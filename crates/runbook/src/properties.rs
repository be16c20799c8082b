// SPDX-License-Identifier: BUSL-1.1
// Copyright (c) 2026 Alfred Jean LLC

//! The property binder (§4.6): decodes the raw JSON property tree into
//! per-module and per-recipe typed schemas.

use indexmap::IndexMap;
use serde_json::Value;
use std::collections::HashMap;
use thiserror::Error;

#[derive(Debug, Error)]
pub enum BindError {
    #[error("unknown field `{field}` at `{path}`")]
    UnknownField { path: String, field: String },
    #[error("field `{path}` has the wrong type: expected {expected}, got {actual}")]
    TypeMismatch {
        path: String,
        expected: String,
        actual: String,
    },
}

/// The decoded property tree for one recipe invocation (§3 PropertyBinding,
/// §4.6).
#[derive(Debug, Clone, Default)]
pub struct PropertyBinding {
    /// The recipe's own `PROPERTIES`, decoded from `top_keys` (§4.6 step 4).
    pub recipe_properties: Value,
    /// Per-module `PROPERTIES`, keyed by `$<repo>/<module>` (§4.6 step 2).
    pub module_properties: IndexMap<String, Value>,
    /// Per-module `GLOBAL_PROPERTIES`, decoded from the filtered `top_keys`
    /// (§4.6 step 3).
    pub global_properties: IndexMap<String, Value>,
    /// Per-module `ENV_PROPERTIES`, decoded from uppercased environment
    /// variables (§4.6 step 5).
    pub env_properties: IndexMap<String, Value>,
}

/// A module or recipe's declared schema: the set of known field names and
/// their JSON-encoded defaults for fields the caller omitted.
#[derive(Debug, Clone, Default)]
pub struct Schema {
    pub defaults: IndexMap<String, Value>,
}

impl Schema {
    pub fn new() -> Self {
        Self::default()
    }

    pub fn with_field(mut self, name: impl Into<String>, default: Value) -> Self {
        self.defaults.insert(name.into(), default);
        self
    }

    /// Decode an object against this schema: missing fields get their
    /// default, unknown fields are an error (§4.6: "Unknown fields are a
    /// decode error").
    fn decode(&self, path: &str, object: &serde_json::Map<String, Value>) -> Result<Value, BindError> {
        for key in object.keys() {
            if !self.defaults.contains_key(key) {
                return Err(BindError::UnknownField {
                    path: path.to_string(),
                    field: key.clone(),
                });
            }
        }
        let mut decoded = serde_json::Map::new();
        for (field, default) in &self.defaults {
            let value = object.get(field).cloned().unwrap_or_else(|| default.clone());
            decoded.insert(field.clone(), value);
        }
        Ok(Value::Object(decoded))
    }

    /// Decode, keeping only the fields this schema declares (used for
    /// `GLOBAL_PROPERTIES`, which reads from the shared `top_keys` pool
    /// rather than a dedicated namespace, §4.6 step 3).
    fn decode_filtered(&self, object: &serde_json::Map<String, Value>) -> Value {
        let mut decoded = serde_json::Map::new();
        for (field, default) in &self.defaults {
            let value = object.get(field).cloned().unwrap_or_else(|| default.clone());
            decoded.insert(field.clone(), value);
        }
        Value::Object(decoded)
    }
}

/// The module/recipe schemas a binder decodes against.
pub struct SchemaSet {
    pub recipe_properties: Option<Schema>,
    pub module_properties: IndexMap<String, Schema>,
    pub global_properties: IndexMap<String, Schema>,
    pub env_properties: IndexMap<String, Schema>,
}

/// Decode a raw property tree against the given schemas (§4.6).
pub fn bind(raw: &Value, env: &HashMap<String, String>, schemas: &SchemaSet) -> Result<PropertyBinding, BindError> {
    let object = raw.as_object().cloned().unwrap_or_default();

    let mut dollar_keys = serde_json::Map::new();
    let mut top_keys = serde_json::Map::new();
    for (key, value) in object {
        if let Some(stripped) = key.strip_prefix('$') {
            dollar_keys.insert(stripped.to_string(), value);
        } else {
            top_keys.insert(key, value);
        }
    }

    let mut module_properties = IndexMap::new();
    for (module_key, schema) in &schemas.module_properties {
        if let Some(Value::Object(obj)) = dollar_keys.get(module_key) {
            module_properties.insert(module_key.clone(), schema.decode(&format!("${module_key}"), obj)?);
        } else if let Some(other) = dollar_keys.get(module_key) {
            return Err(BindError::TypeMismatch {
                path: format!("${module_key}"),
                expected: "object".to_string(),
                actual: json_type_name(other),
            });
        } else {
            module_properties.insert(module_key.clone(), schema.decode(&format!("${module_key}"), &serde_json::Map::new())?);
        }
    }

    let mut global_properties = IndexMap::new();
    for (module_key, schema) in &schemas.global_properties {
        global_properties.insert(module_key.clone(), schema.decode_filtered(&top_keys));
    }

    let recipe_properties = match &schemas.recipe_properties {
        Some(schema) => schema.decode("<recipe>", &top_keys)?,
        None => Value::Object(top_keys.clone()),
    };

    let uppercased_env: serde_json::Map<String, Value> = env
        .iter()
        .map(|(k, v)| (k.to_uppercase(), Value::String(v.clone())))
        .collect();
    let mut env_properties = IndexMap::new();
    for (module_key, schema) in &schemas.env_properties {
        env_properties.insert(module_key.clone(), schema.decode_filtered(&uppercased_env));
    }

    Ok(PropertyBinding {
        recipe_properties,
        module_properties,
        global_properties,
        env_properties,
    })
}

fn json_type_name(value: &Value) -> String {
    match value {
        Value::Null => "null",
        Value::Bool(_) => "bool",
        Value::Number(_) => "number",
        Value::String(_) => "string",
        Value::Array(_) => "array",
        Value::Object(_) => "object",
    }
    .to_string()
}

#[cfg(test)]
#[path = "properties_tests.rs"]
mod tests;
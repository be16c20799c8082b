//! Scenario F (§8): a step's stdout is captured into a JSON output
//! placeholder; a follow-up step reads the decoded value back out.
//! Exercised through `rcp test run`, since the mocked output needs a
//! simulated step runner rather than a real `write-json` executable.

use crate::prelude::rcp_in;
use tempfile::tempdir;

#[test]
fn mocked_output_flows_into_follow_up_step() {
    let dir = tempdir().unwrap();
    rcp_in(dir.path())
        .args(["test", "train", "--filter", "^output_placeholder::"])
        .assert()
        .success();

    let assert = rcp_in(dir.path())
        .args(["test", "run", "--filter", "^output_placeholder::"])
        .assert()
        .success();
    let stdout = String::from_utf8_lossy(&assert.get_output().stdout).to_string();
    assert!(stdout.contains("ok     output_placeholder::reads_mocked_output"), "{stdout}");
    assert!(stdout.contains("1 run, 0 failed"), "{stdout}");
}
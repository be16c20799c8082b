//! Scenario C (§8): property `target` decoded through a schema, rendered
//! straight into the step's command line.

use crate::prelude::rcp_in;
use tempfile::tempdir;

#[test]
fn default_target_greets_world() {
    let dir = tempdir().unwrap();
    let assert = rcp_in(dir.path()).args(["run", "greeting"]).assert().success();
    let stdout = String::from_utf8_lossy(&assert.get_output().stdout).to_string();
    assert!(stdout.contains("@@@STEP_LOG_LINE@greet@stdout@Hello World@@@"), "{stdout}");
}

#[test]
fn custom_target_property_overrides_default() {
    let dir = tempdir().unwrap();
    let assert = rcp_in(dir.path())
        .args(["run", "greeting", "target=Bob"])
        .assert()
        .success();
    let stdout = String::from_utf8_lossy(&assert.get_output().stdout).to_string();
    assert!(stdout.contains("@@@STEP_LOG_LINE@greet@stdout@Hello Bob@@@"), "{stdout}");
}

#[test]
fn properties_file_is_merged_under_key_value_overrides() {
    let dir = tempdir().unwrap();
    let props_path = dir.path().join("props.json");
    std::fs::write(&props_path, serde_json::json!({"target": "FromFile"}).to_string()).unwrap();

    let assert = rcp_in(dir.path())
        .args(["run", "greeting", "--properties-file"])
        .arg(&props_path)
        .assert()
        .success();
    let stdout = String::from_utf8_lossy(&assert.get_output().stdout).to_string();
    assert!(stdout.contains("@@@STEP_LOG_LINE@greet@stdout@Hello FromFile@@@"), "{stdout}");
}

- **What you will do**
Now write the data shown above out again, word for word.

- **Expected answer**
filename crates/runbook/src/properties.rs
repository be16c20799c8082b
// SPDX-License-Identifier: BUSL-1.1
// Copyright (c) 2026 Alfred Jean LLC

//! The property binder (§4.6): decodes the raw JSON property tree into
//! per-module and per-recipe typed schemas.

use indexmap::IndexMap;
use serde_json::Value;
use std::collections::HashMap;
use thiserror::Error;

#[derive(Debug, Error)]
pub enum BindError {
    #[error("unknown field `{field}` at `{path}`")]
    UnknownField { path: String, field: String },
    #[error("field `{path}` has the wrong type: expected {expected}, got {actual}")]
    TypeMismatch {
        path: String,
        expected: String,
        actual: String,
    },
}

/// The decoded property tree for one recipe invocation (§3 PropertyBinding,
/// §4.6).
#[derive(Debug, Clone, Default)]
pub struct PropertyBinding {
    /// The recipe's own `PROPERTIES`, decoded from `top_keys` (§4.6 step 4).
    pub recipe_properties: Value,
    /// Per-module `PROPERTIES`, keyed by `$<repo>/<module>` (§4.6 step 2).
    pub module_properties: IndexMap<String, Value>,
    /// Per-module `GLOBAL_PROPERTIES`, decoded from the filtered `top_keys`
    /// (§4.6 step 3).
    pub global_properties: IndexMap<String, Value>,
    /// Per-module `ENV_PROPERTIES`, decoded from uppercased environment
    /// variables (§4.6 step 5).
    pub env_properties: IndexMap<String, Value>,
}

/// A module or recipe's declared schema: the set of known field names and
/// their JSON-encoded defaults for fields the caller omitted.
#[derive(Debug, Clone, Default)]
pub struct Schema {
    pub defaults: IndexMap<String, Value>,
}

impl Schema {
    pub fn new() -> Self {
        Self::default()
    }

    pub fn with_field(mut self, name: impl Into<String>, default: Value) -> Self {
        self.defaults.insert(name.into(), default);
        self
    }

    /// Decode an object against this schema: missing fields get their
    /// default, unknown fields are an error (§4.6: "Unknown fields are a
    /// decode error").
    fn decode(&self, path: &str, object: &serde_json::Map<String, Value>) -> Result<Value, BindError> {
        for key in object.keys() {
            if !self.defaults.contains_key(key) {
                return Err(BindError::UnknownField {
                    path: path.to_string(),
                    field: key.clone(),
                });
            }
        }
        let mut decoded = serde_json::Map::new();
        for (field, default) in &self.defaults {
            let value = object.get(field).cloned().unwrap_or_else(|| default.clone());
            decoded.insert(field.clone(), value);
        }
        Ok(Value::Object(decoded))
    }

    /// Decode, keeping only the fields this schema declares (used for
    /// `GLOBAL_PROPERTIES`, which reads from the shared `top_keys` pool
    /// rather than a dedicated namespace, §4.6 step 3).
    fn decode_filtered(&self, object: &serde_json::Map<String, Value>) -> Value {
        let mut decoded = serde_json::Map::new();
        for (field, default) in &self.defaults {
            let value = object.get(field).cloned().unwrap_or_else(|| default.clone());
            decoded.insert(field.clone(), value);
        }
        Value::Object(decoded)
    }
}

/// The module/recipe schemas a binder decodes against.
pub struct SchemaSet {
    pub recipe_properties: Option<Schema>,
    pub module_properties: IndexMap<String, Schema>,
    pub global_properties: IndexMap<String, Schema>,
    pub env_properties: IndexMap<String, Schema>,
}

/// Decode a raw property tree against the given schemas (§4.6).
pub fn bind(raw: &Value, env: &HashMap<String, String>, schemas: &SchemaSet) -> Result<PropertyBinding, BindError> {
    let object = raw.as_object().cloned().unwrap_or_default();

    let mut dollar_keys = serde_json::Map::new();
    let mut top_keys = serde_json::Map::new();
    for (key, value) in object {
        if let Some(stripped) = key.strip_prefix('$') {
            dollar_keys.insert(stripped.to_string(), value);
        } else {
            top_keys.insert(key, value);
        }
    }

    let mut module_properties = IndexMap::new();
    for (module_key, schema) in &schemas.module_properties {
        if let Some(Value::Object(obj)) = dollar_keys.get(module_key) {
            module_properties.insert(module_key.clone(), schema.decode(&format!("${module_key}"), obj)?);
        } else if let Some(other) = dollar_keys.get(module_key) {
            return Err(BindError::TypeMismatch {
                path: format!("${module_key}"),
                expected: "object".to_string(),
                actual: json_type_name(other),
            });
        } else {
            module_properties.insert(module_key.clone(), schema.decode(&format!("${module_key}"), &serde_json::Map::new())?);
        }
    }

    let mut global_properties = IndexMap::new();
    for (module_key, schema) in &schemas.global_properties {
        global_properties.insert(module_key.clone(), schema.decode_filtered(&top_keys));
    }

    let recipe_properties = match &schemas.recipe_properties {
        Some(schema) => schema.decode("<recipe>", &top_keys)?,
        None => Value::Object(top_keys.clone()),
    };

    let uppercased_env: serde_json::Map<String, Value> = env
        .iter()
        .map(|(k, v)| (k.to_uppercase(), Value::String(v.clone())))
        .collect();
    let mut env_properties = IndexMap::new();
    for (module_key, schema) in &schemas.env_properties {
        env_properties.insert(module_key.clone(), schema.decode_filtered(&uppercased_env));
    }

    Ok(PropertyBinding {
        recipe_properties,
        module_properties,
        global_properties,
        env_properties,
    })
}

fn json_type_name(value: &Value) -> String {
    match value {
        Value::Null => "null",
        Value::Bool(_) => "bool",
        Value::Number(_) => "number",
        Value::String(_) => "string",
        Value::Array(_) => "array",
        Value::Object(_) => "object",
    }
    .to_string()
}

#[cfg(test)]
#[path = "properties_tests.rs"]
mod tests;
repository be16c20799c8082b
//! Scenario F (§8): a step's stdout is captured into a JSON output
//! placeholder; a follow-up step reads the decoded value back out.
//! Exercised through `rcp test run`, since the mocked output needs a
//! simulated step runner rather than a real `write-json` executable.

use crate::prelude::rcp_in;
use tempfile::tempdir;

#[test]
fn mocked_output_flows_into_follow_up_step() {
    let dir = tempdir().unwrap();
    rcp_in(dir.path())
        .args(["test", "train", "--filter", "^output_placeholder::"])
        .assert()
        .success();

    let assert = rcp_in(dir.path())
        .args(["test", "run", "--filter", "^output_placeholder::"])
        .assert()
        .success();
    let stdout = String::from_utf8_lossy(&assert.get_output().stdout).to_string();
    assert!(stdout.contains("ok     output_placeholder::reads_mocked_output"), "{stdout}");
    assert!(stdout.contains("1 run, 0 failed"), "{stdout}");
}
repository be16c20799c8082b
//! Scenario C (§8): property `target` decoded through a schema, rendered
//! straight into the step's command line.

use crate::prelude::rcp_in;
use tempfile::tempdir;

#[test]
fn default_target_greets_world() {
    let dir = tempdir().unwrap();
    let assert = rcp_in(dir.path()).args(["run", "greeting"]).assert().success();
    let stdout = String::from_utf8_lossy(&assert.get_output().stdout).to_string();
    assert!(stdout.contains("@@@STEP_LOG_LINE@greet@stdout@Hello World@@@"), "{stdout}");
}

#[test]
fn custom_target_property_overrides_default() {
    let dir = tempdir().unwrap();
    let assert = rcp_in(dir.path())
        .args(["run", "greeting", "target=Bob"])
        .assert()
        .success();
    let stdout = String::from_utf8_lossy(&assert.get_output().stdout).to_string();
    assert!(stdout.contains("@@@STEP_LOG_LINE@greet@stdout@Hello Bob@@@"), "{stdout}");
}

#[test]
fn properties_file_is_merged_under_key_value_overrides() {
    let dir = tempdir().unwrap();
    let props_path = dir.path().join("props.json");
    std::fs::write(&props_path, serde_json::json!({"target": "FromFile"}).to_string()).unwrap();

    let assert = rcp_in(dir.path())
        .args(["run", "greeting", "--properties-file"])
        .arg(&props_path)
        .assert()
        .success();
    let stdout = String::from_utf8_lossy(&assert.get_output().stdout).to_string();
    assert!(stdout.contains("@@@STEP_LOG_LINE@greet@stdout@Hello FromFile@@@"), "{stdout}");
}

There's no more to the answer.